In an order dated Feb. 22, 2006, ERC provisionally approved pricing Meralco’s offtake from Duracom in the following manner:

a. Before the commercial operation of the Wholesale Electricity Spot Market (WESM), Napocor’s corresponding hourly Time-of-Use (TOU) rate plus 95 percent of the applicable Transco charges.

b. Upon commercial operation of the WESM – the corresponding hourly WESM clearing price plus 95 percent of the applicable Transco charges.

Few people know that Meralco’s purchase from Napocor during peak hours is priced at P7.7677 per kwh.

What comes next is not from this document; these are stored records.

//! Render parameters
//!
//! Parameters are written from whichever thread drives the controls and read
//! once per frame by the render loop. Each scalar is its own native-width
//! atomic; there is deliberately no cross-field synchronization. A write that
//! lands mid-frame can tear *between* fields, which is visually harmless for
//! a continuous effect and self-corrects on the next frame. Do not replace
//! this with a lock shared with the render loop.

use std::sync::atomic::{AtomicU32, Ordering};

/// Density used when the supplied value is degenerate (< 1.0).
pub const DEFAULT_DENSITY: f32 = 50.0;

/// Atomic parameter block shared between the control side and the render
/// loop.
pub struct RenderParams {
    density: AtomicU32,
    dot_size: AtomicU32,
    distortion: AtomicU32,
    foreground: [AtomicU32; 4],
    background: [AtomicU32; 4],
}

/// Per-frame copy of all parameters, read field by field.
pub(crate) struct ParamSnapshot {
    pub density: f32,
    pub dot_size: f32,
    pub distortion: f32,
    pub foreground: [f32; 4],
    pub background: [f32; 4],
}

fn atomic_rgba(rgba: [f32; 4]) -> [AtomicU32; 4] {
    [
        AtomicU32::new(rgba[0].to_bits()),
        AtomicU32::new(rgba[1].to_bits()),
        AtomicU32::new(rgba[2].to_bits()),
        AtomicU32::new(rgba[3].to_bits()),
    ]
}

fn store_rgba(target: &[AtomicU32; 4], rgba: [f32; 4]) {
    for (slot, component) in target.iter().zip(rgba) {
        slot.store(component.to_bits(), Ordering::Relaxed);
    }
}

fn load_rgba(source: &[AtomicU32; 4]) -> [f32; 4] {
    [
        f32::from_bits(source[0].load(Ordering::Relaxed)),
        f32::from_bits(source[1].load(Ordering::Relaxed)),
        f32::from_bits(source[2].load(Ordering::Relaxed)),
        f32::from_bits(source[3].load(Ordering::Relaxed)),
    ]
}

impl RenderParams {
    pub fn new(
        density: f32,
        dot_size: f32,
        distortion: f32,
        foreground: [f32; 4],
        background: [f32; 4],
    ) -> Self {
        Self {
            density: AtomicU32::new(density.to_bits()),
            dot_size: AtomicU32::new(dot_size.to_bits()),
            distortion: AtomicU32::new(distortion.to_bits()),
            foreground: atomic_rgba(foreground),
            background: atomic_rgba(background),
        }
    }

    pub fn density(&self) -> f32 {
        f32::from_bits(self.density.load(Ordering::Relaxed))
    }

    pub fn set_density(&self, value: f32) {
        self.density.store(value.to_bits(), Ordering::Relaxed);
    }

    pub fn dot_size(&self) -> f32 {
        f32::from_bits(self.dot_size.load(Ordering::Relaxed))
    }

    pub fn set_dot_size(&self, value: f32) {
        self.dot_size.store(value.to_bits(), Ordering::Relaxed);
    }

    pub fn distortion(&self) -> f32 {
        f32::from_bits(self.distortion.load(Ordering::Relaxed))
    }

    pub fn set_distortion(&self, value: f32) {
        self.distortion.store(value.to_bits(), Ordering::Relaxed);
    }

    pub fn foreground(&self) -> [f32; 4] {
        load_rgba(&self.foreground)
    }

    pub fn set_foreground(&self, rgba: [f32; 4]) {
        store_rgba(&self.foreground, rgba);
    }

    pub fn background(&self) -> [f32; 4] {
        load_rgba(&self.background)
    }

    pub fn set_background(&self, rgba: [f32; 4]) {
        store_rgba(&self.background, rgba);
    }

    pub(crate) fn snapshot(&self) -> ParamSnapshot {
        ParamSnapshot {
            density: self.density(),
            dot_size: self.dot_size(),
            distortion: self.distortion(),
            foreground: self.foreground(),
            background: self.background(),
        }
    }
}

impl Default for RenderParams {
    fn default() -> Self {
        Self::new(
            DEFAULT_DENSITY,
            1.0,
            0.5,
            [0.0, 0.0, 0.0, 1.0],
            [1.0, 1.0, 1.0, 1.0],
        )
    }
}

/// Replace a degenerate density with the default. The shader divides by
/// density, so values below 1.0 are treated as misconfiguration.
pub(crate) fn resolve_density(density: f32) -> f32 {
    if density < 1.0 {
        DEFAULT_DENSITY
    } else {
        density
    }
}

#[cfg(test)]
mod tests {
    use std::sync::Arc;

    use super::*;

    #[test]
    fn degenerate_density_falls_back_to_default() {
        assert_eq!(resolve_density(0.0), 50.0);
        assert_eq!(resolve_density(0.99), 50.0);
        assert_eq!(resolve_density(-10.0), 50.0);
        assert_eq!(resolve_density(1.0), 1.0);
        assert_eq!(resolve_density(120.0), 120.0);
    }

    #[test]
    fn fields_round_trip() {
        let params = RenderParams::default();
        params.set_density(80.0);
        params.set_dot_size(1.5);
        params.set_distortion(0.25);
        params.set_foreground([0.9, 0.2, 0.2, 1.0]);
        params.set_background([0.0, 0.0, 0.0, 1.0]);

        let snapshot = params.snapshot();
        assert_eq!(snapshot.density, 80.0);
        assert_eq!(snapshot.dot_size, 1.5);
        assert_eq!(snapshot.distortion, 0.25);
        assert_eq!(snapshot.foreground, [0.9, 0.2, 0.2, 1.0]);
        assert_eq!(snapshot.background, [0.0, 0.0, 0.0, 1.0]);
    }

    /// Each field is individually atomic; a concurrent writer can never make
    /// a reader observe a torn *value*, only a mix of old and new *fields*.
    /// The mixed-field case is accepted behavior, so this only pins down
    /// per-field integrity.
    #[test]
    fn concurrent_writes_keep_fields_intact() {
        let params = Arc::new(RenderParams::default());
        let writer = {
            let params = params.clone();
            std::thread::spawn(move || {
                for i in 0..1000 {
                    let value = 10.0 + (i % 140) as f32;
                    params.set_density(value);
                    params.set_dot_size(0.5 + (i % 15) as f32 * 0.1);
                }
            })
        };

        for _ in 0..1000 {
            let snapshot = params.snapshot();
            assert!((10.0..=150.0).contains(&snapshot.density));
            assert!((0.5..=2.0).contains(&snapshot.dot_size));
        }

        writer.join().unwrap();
    }
}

This consists of P6.0601 for basic generation charges, another P0.6337 for NPC’s GRAM, ICERA, and Franchise and Benefits to Host Communities, P0.5967 for Transco’s Power Delivery Service, and P0.4853 for Transco-billed Ancillary Service and other charges.

A purchase from Duracom at peak brings this down to P7.4718 per kwh, translating to savings of around P0.30, because of the 95-percent discount on Transco charges and the fact that back-up charges do not apply.

Even at the much-ballyhooed P7.50 per kwh from Duracom, Meralco customers are still better off by P0.2677 per kwh.

Now that the WESM is already in commercial operation and the WESM clearing price is much lower than NPC’s TOU rates, per the ERC-approved amendment, Duracom pricing will now follow the WESM clearing price plus 95 percent of the applicable Transco charges. Savings, as such, will now be more substantial than when NPC’s TOU rates were the applicable benchmark.

Given these facts, how then could Meralco customers been disadvantaged with Meralco’s contract with Duracom? Duracom contributed only 2.57 percent of Meralco’s supply requirements in June when it was dispatched at 40 percent of capacity. Dispatch has not been consistent at 40 to 50 percent.

In fact, there were months this year and last when the dispatch was just over 3 percent. For the entire 2005 and the first six months of the year, dispatch averaged at 32 percent and 26 percent, respectively.